Yamamoto then ordered Kakuta to undertake a pre-invasion bombardment of Adak, but the weather was so foul that Kakuta elected to make a second attack on Dutch Harbor. (The Adak invasion was later cancelled.) Again Kakuta was able to launch in the fog, escaping detection. At 16.04 on 5 June he despatched nine dive-bombers, 11 torpedo bombers and 11 fighters. Fair weather now exposed Dutch Harbor to attack, and this allowed the completion of the Japanese destruction of the oil farm. The hospital was again hit, and Northwestern suffered severe damage.

While the raid was going on, Kakuta’s carrier force was spotted and attacked by Boeing B-17 Flying Fortress heavy and Martin B-26 Marauder medium bombers, which managed to achieve only a few near misses that inflicted no damage, and lost two of their number in the process. The Japanese aircraft then returned to their carriers, having lost only one fighter.

In all, the Japanese raid had claimed 78 US dead and 64 wounded, as well as 14 US aircraft, while the Japanese had lost eight aircraft and suffered 10 dead, an unknown number wounded and five taken prisoner.

Just as his aircraft were landing, Kakuta received a signal from Yamamoto, whose ‘Mi’ (ii) undertaking was in trouble, that ‘Al’ was ‘temporarily postponed’. The force then stood by, some 600 miles (965 km) to the south-south-west of Kiska, until returning to Japanese home waters on 24 June.

Lieutenant Colonel Matsutoshi Hozumi’s infantry battalion then occupied Attu and Kiska, without meeting resistance, in ‘Aq’ and ‘Aob’ on 5 and 7 June respectively.

During the two-day fight, TF8 had remained to the south of Kodiak island, taking no part in the action, so it was not until 5 June that Theobald sent it to investigate a report of Japanese warships in the Bering Sea heading to the south in the direction of Unalaska island, which he interpreted to be a landing force intent upon seizing Dutch Harbor. In the meantime, he instructed Butler to attack the Japanese ships with all his available aircraft. Rapidly developing clouds in the area of the Japanese ships prevented Butler’s pilots from finding their targets. Six B-17 bombers, recently arrived and fitted with air-to-surface search radar, reported scoring hits on Japanese ships, but these later proved to be uninhabited islands in the Pribilof islands, well to the north of Dutch Harbor.

It is worth noting, though, that on hearing of Yamamoto’s catastrophic defeat at Midway, the Japanese high command sent two aircraft carriers from Japan to reinforce Hosogaya in the western end of the Aleutians. Having correctly anticipated Nimitz’s next move, which was the 8 June despatch of his two surviving carriers to destroy Hosogaya’s force, the Japanese high command saw an opportunity to eliminate the Pacific Fleet’s ability to undertake far-flung operations by eliminating its only surviving carriers.
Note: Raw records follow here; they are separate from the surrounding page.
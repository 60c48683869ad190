//! # World Configuration
//!
//! All tunables for generation, physics, and streaming in one validated
//! struct. Loaded once at startup; nothing reads environment state later.
//!
//! Validation is fail-fast: a config that passes [`WorldConfig::validate`]
//! cannot make the simulation index out of range or divide by zero, so the
//! hot path carries no re-checks.

use serde::{Deserialize, Serialize};
use thiserror::Error;

use crate::math::Vec2;

/// Errors produced by configuration validation or parsing.
#[derive(Error, Debug, Clone, PartialEq)]
pub enum ConfigError {
    /// Map smaller than the 3x3 minimum border stamping needs.
    #[error("map of {width}x{height} tiles is too small, minimum is 3x3")]
    MapTooSmall {
        /// Configured width in tiles
        width: usize,
        /// Configured height in tiles
        height: usize,
    },

    /// Horizon row at or below the bottom of the map.
    #[error("horizon row {horizon} must be below the map height of {height} rows")]
    HorizonOutOfRange {
        /// Configured horizon row
        horizon: usize,
        /// Configured height in tiles
        height: usize,
    },

    /// Tile size must be a positive pixel count.
    #[error("tile size must be positive, got {0}")]
    NonPositiveTileSize(f32),

    /// Cave fill probability outside the unit interval.
    #[error("fill probability {0} is outside [0, 1]")]
    ProbabilityOutOfRange(f64),

    /// A neighbor-count threshold outside the 8-neighborhood range.
    #[error("{name} of {value} is outside the neighbor range 0..=8")]
    NeighborLimitOutOfRange {
        /// Which threshold failed
        name: &'static str,
        /// The offending value
        value: u8,
    },

    /// Sector width of zero or wider than the whole map.
    #[error("sector width {sector_width} is invalid for a {width}-column map")]
    BadSectorWidth {
        /// Configured sector width in columns
        sector_width: usize,
        /// Configured map width in tiles
        width: usize,
    },

    /// A quantity that must be strictly positive was not.
    #[error("{name} must be positive, got {value}")]
    NonPositive {
        /// Which field failed
        name: &'static str,
        /// The offending value
        value: f32,
    },

    /// Friction must damp velocity, so it is strictly negative.
    #[error("player friction must be negative, got {0}")]
    NonNegativeFriction(f32),

    /// The TOML text could not be parsed at all.
    #[error("config parse failure: {0}")]
    Parse(String),
}

/// Result type for configuration operations.
pub type ConfigResult<T> = Result<T, ConfigError>;

/// Complete tunable surface of the sandbox core.
///
/// Defaults reproduce the reference world: a 420x120 tile map with
/// 16 px tiles, a sky horizon at row 20, and 30 streaming sectors of
/// 14 columns each.
#[derive(Clone, Debug, PartialEq, Serialize, Deserialize)]
#[serde(default)]
pub struct WorldConfig {
    /// Edge length of one square tile in world pixels.
    pub tile_size: f32,
    /// Map width in tiles.
    pub width: usize,
    /// Map height in tiles.
    pub height: usize,
    /// First row that generation may fill; everything above is sky.
    pub horizon: usize,
    /// Streaming sector width in tile columns.
    pub sector_width: usize,

    /// Probability that a cell below the horizon seeds as solid.
    pub fill_probability: f64,
    /// A solid cell survives a smoothing step at this many solid neighbors.
    pub death_limit: u8,
    /// An open cell solidifies at this many solid neighbors.
    pub birth_limit: u8,
    /// An open cell this enclosed becomes an ore deposit.
    pub treasure_limit: u8,
    /// Number of smoothing iterations.
    pub smoothing_steps: u32,

    /// Downward acceleration applied to gravity-affected bodies, per tick.
    pub gravity: f32,
    /// Horizontal acceleration applied per tick of held input.
    pub player_speed: f32,
    /// Velocity-proportional horizontal damping (negative).
    pub player_friction: f32,
    /// Upward impulse applied on a grounded jump.
    pub jump_speed: f32,

    /// Maximum count an inventory slot can hold.
    pub inventory_cap: u16,
    /// Ticks of sun exposure before dirt turns to grass.
    pub grass_age_threshold: u32,

    /// Host viewport width in world pixels, for camera clamping.
    pub view_width: f32,
    /// Host viewport height in world pixels.
    pub view_height: f32,
}

impl Default for WorldConfig {
    fn default() -> Self {
        Self {
            tile_size: 16.0,
            width: 420,
            height: 120,
            horizon: 20,
            sector_width: 14,
            fill_probability: 0.38,
            death_limit: 3,
            birth_limit: 4,
            treasure_limit: 5,
            smoothing_steps: 5,
            gravity: 1.0,
            player_speed: 0.5,
            player_friction: -0.12,
            jump_speed: 10.0,
            inventory_cap: 999,
            grass_age_threshold: 600,
            view_width: 400.0,
            view_height: 300.0,
        }
    }
}

impl WorldConfig {
    /// Parses a TOML document and validates the result.
    ///
    /// Missing keys fall back to defaults, so hosts may ship partial files.
    ///
    /// # Errors
    ///
    /// Returns [`ConfigError::Parse`] on malformed TOML, otherwise any
    /// validation error for the parsed values.
    pub fn from_toml_str(text: &str) -> ConfigResult<Self> {
        let config: Self =
            toml::from_str(text).map_err(|e| ConfigError::Parse(e.to_string()))?;
        config.validate()?;
        Ok(config)
    }

    /// Checks every invariant the simulation depends on.
    ///
    /// # Errors
    ///
    /// Returns the first violated invariant.
    pub fn validate(&self) -> ConfigResult<()> {
        if self.width < 3 || self.height < 3 {
            return Err(ConfigError::MapTooSmall {
                width: self.width,
                height: self.height,
            });
        }
        if self.horizon >= self.height {
            return Err(ConfigError::HorizonOutOfRange {
                horizon: self.horizon,
                height: self.height,
            });
        }
        if self.tile_size <= 0.0 {
            return Err(ConfigError::NonPositiveTileSize(self.tile_size));
        }
        if !(0.0..=1.0).contains(&self.fill_probability) {
            return Err(ConfigError::ProbabilityOutOfRange(self.fill_probability));
        }
        for (name, value) in [
            ("death limit", self.death_limit),
            ("birth limit", self.birth_limit),
            ("treasure limit", self.treasure_limit),
        ] {
            if value > 8 {
                return Err(ConfigError::NeighborLimitOutOfRange { name, value });
            }
        }
        if self.sector_width == 0 || self.sector_width > self.width {
            return Err(ConfigError::BadSectorWidth {
                sector_width: self.sector_width,
                width: self.width,
            });
        }
        for (name, value) in [
            ("gravity", self.gravity),
            ("player speed", self.player_speed),
            ("jump speed", self.jump_speed),
            ("view width", self.view_width),
            ("view height", self.view_height),
        ] {
            if value <= 0.0 {
                return Err(ConfigError::NonPositive { name, value });
            }
        }
        if self.player_friction >= 0.0 {
            return Err(ConfigError::NonNegativeFriction(self.player_friction));
        }
        Ok(())
    }

    /// Map width in world pixels.
    #[must_use]
    #[allow(clippy::cast_precision_loss)]
    pub fn width_px(&self) -> f32 {
        self.width as f32 * self.tile_size
    }

    /// Map height in world pixels.
    #[must_use]
    #[allow(clippy::cast_precision_loss)]
    pub fn height_px(&self) -> f32 {
        self.height as f32 * self.tile_size
    }

    /// Number of streaming sectors across the map.
    ///
    /// A trailing partial strip counts as a full sector.
    #[must_use]
    pub fn sector_count(&self) -> usize {
        self.width.div_ceil(self.sector_width)
    }

    /// Largest downward speed a body may reach, in pixels per tick.
    ///
    /// Kept under one tile so a falling body cannot skip a floor.
    #[must_use]
    pub fn terminal_fall_speed(&self) -> f32 {
        self.tile_size / 2.0 - 1.0
    }

    /// Player hitbox size: one tile wide, one and a half tall.
    #[must_use]
    pub fn player_size(&self) -> Vec2 {
        Vec2::new(self.tile_size, self.tile_size * 1.5)
    }

    /// Dropped-item hitbox size.
    #[must_use]
    pub fn drop_size(&self) -> Vec2 {
        Vec2::new(self.tile_size * 0.625, self.tile_size * 0.625)
    }

    /// Squared distance at which drops start homing toward the player.
    #[must_use]
    pub fn drop_magnet_range_squared(&self) -> f32 {
        self.tile_size * self.tile_size * 3.0
    }
}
When he learned of the Japanese capture of Kiska, however, Nimitz reversed his order as he was unwilling to risk the loss of the only US carriers in the Pacific to land-based aircraft from Kiska. Moreover, he was presumably informed that Hosogaya would soon have four carriers at his disposal in the North Pacific, and opted instead to retain his carriers for spearheading a major advance into the Central Pacific.

For both sides this first stage of the Aleutians campaign had been an exercise in futility. It did not distract Nimitz from Midway, and the occupation of Attu and Kiska gained Japan nothing and eventually caused the loss of valuable ships and men. For the Japanese, Kiska without Midway no longer had any value as a base for patrolling the ocean between the Aleutian and Hawaiian chains, although the Japanese occupation of Kiska and Attu did block the Americans from any possible use of the Aleutian islands as a route for launching an offensive on Japan. Originally intending to abandon the islands before winter set in, the Japanese instead decided to stay and build airfields on both islands. Although Buckner and DeWitt pressed for a northern approach to Japan along the Aleutians, the real motive for planning the ‘Cottage’ and ‘Sandcrab’ recapture of the two remote islands was mainly psychological, namely the removal of the only Japanese foothold on US soil in the western hemisphere.